Adaptogens not only helped regulate her body’s response to stress, they also allowed her to sleep better at night and improved her overall health. Celeste was so inspired by this discovery that she dove deeper into the world of wellness and became a certified nutritionist.

Finessing the flavor

With a desire to help other women experience the same stress-busting effects of adaptogens, Celeste set out to create her own adaptogen drink.

“We look at stress as part of life, like we can’t actually get rid of it,” Celeste said. “But there’s so much we can be doing.”

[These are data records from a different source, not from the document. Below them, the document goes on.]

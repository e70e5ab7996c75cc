/// Error types for the collector module
use std::path::PathBuf;

use thiserror::Error;

/// Errors that end a pagination run
#[derive(Debug, Error)]
pub enum CollectError {
    /// Transport failure, including timeouts
    #[error("Network error: {0}")]
    Network(String),

    /// Non-success HTTP status
    #[error("HTTP {status}: {body}")]
    HttpStatus { status: u16, body: String },

    /// The API answered with a non-success result code in its header
    #[error("API error {code}: {message}")]
    Api { code: String, message: String },

    /// The body did not have the expected shape
    #[error("Unexpected response shape: {0}")]
    Shape(String),

    /// A field was present but could not be parsed
    #[error("Failed to parse {field} = {value:?}")]
    Parse { field: &'static str, value: String },
}

/// Errors while writing collected records to disk
#[derive(Debug, Error)]
pub enum OutputError {
    #[error("Failed to create output directory {path}: {source}")]
    CreateDir {
        path: PathBuf,
        #[source]
        source: std::io::Error,
    },

    #[error("Failed to write {path}: {source}")]
    Write {
        path: PathBuf,
        #[source]
        source: std::io::Error,
    },

    #[error("Failed to serialize records: {0}")]
    Serialize(#[from] serde_json::Error),
}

The one downside to adaptogens was the less than ideal taste. Celeste realized there was no good-tasting adaptogen product on the market, so she partnered with her now co-founder Adrienne Borlongan—a food scientist who had spent years developing flavors for her ice cream brand, Wanderlust Creamery—to create one herself. 

They began mixing together fruit juices, adaptogens, and superfoods. “We tried every single adaptogen out there to figure out what went well together,” she said. They made strategic pairings, like mixing rhodiola, a mood-boosting adaptogen, with passion fruit, known in herbal medicine to reduce anxiety.

Today, Droplet aims to use only pure ingredients. “When we set out to make these drinks, we had no idea that fresh fruit wasn’t common in the beverage industry,” Celeste said. They decided to use whole fruits and organic adaptogens, sourcing from local vendors or organic suppliers overseas. “It’s all made with things you can find in nature,” she said. “I can say ‘the peaches in this are from Napa Valley.’ It’s what sets us apart.”

Celebrating strong AAPI women 

For co-founders Celeste and Adrienne, their Filipino-American heritage is an important aspect of their brand. Both the name of the company and the artwork on the cans draw from Filipino folklore, in which the goddess of healing cries tears that turn powerful. 

“She has many eyes,” Celeste explained, “And she weeps at night because we’re hurting so much as humans. Those tears become dewdrops in the morning, and it’s said that if you drink them, you’ll be healed of any ailment. That was the goal of Droplet, that one drop could make a difference in your life.” 

This past year, Droplet decided to take their passion for their heritage beyond just their branding. They used their Instagram account to speak out against the ongoing racism and violence towards Asian-Americans by creating the #iamastrongaapiwoman campaign. In conjunction with a fundraiser for the Asian American Journalist Association (AAJA), the online campaign aimed to humanize AAPI issues, educate the public on racism, and share stories of strong Asian women everywhere. “Society doesn’t allow Asian women to be whole human beings with feelings, with goals, with achievements,” Celeste said. “Asian is not a monolith. We’re all different.”

Co-founder Celeste Perez

Advising and supporting AAPI brands 

“If it’s not you, then who would it be?” This is Celeste’s entrepreneurial mantra, and her advice to any hopeful business owners. “If you’re passionate and think, ‘someone should do that,’ that person should be you.” 

Equally important to entrepreneurship itself is the diversity of the business-owner landscape. “We’re in this world where cultural appropriation is everywhere,” Celeste said. “I’m lucky that I get to honor my culture through herbal medicine. It’s important to think, if you don’t do this, who will—and would you want them to?”

When it comes to supporting other Asian-American-owned businesses, support can be simple. “Your dollar means a lot,” Celeste said. It’s also easy and free to share about brands on social media. Beyond that, being open to learning the deeper meaning behind a brand can be impactful as well. “Find out a little bit more. Learn why this brand is important to the person who created it.”